StanChart CEO Bill Winters says digital currencies’ widespread rollout is ‘absolutely inevitable’

Key Points
  • Standard Chartered’s Bill Winters has said the creation and adoption of digital currencies is “absolutely inevitable.”
  • The CEO told Singapore’s FinTech Festival the rollout would be led by both private and government-backed entities.
  • Winters said the bank is set to announce further news “along these lines” in the coming days.
Bill Winters, chief executive officer of Standard Chartered Plc, gestures while speaking during a Bloomberg Television interview in London, U.K., on Thursday, July 4, 2019.
Bloomberg | Bloomberg | Getty Images

SINGAPORE — The widespread creation and rollout of digital currencies is “absolutely inevitable” as the international payments system rapidly evolves, according to the CEO of Standard Chartered .

Speaking at the Singapore FinTech Festival, Bill Winters said there is scope for both state-backed electronic currencies and private ones, too.

“I think there is absolutely a role for central bank digital currencies as well as non-central bank-sponsored digital currencies,” the finance chief said Monday.

Standard Chartered is set to announce further news “along these lines” in the coming days, he added.

Already, governments across the globe have begun experimenting with digital currencies, which proponents argue allow for more seamless money transfers. China leads the charge in that regard, having started public trials of its digital yuan .

Meantime, private companies have been getting in on the act. Facebook-backed Libra — recently renamed as Diem — is among the names working on an alternative currency that could behave like the U.S. dollar.

However, Winters said the greatest opportunity for digital currencies could be in new, niche segments that don’t replicate existing fiat currencies.

“The really interesting development for me,” he continued, “is to have currencies that don’t match a currency in and of itself, but are intended to capture either a superset of a subset.”

Digital currencies could be created for specific types of projects, such as trading in the voluntary carbon market, for example, suggested Winters. That would provide users, who want to offset their carbon emissions, confidence that the financing behind their project is “verified, standardised, monitored,” he said.
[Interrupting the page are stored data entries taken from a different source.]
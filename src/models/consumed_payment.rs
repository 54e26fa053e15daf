use chrono::{DateTime, Utc};
use sqlx::FromRow;

/// A redeemed payment hash. A row existing means the capability has been
/// spent and must never authenticate another operation.
#[derive(Debug, Clone, FromRow)]
pub struct ConsumedPayment {
    pub payment_hash: String,
    pub consumed_at: DateTime<Utc>,
}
“Those sorts of applications for a digital currency, and creating a digital currency ecosystem, is something that can’t be replicated by a fiat currency, or, most likely, by a central bank digital currency any time soon.”

Some kind of network stitched together, but with central bank digital currencies at the core, will become a reality.
Piyush Gupta
CEO, DBS

“I think there is a whole new world that’s opening up for us,” he said.

Winters was speaking as part of a panel at the annual conference, which this year is being held virtually over the course of five days. He was joined by Piyush Gupta, chief executive officer of Singapore-based DBS Bank, and Calvin Choi, chairman and chief executive officer of AMTD Group, who both agreed that the rollout of digital currencies will likely require a collaborative effort from public and private bodies.

“You will find over the next few years that some kind of network stitched together, but with central bank digital currencies at the core, will become a reality,” said Gupta.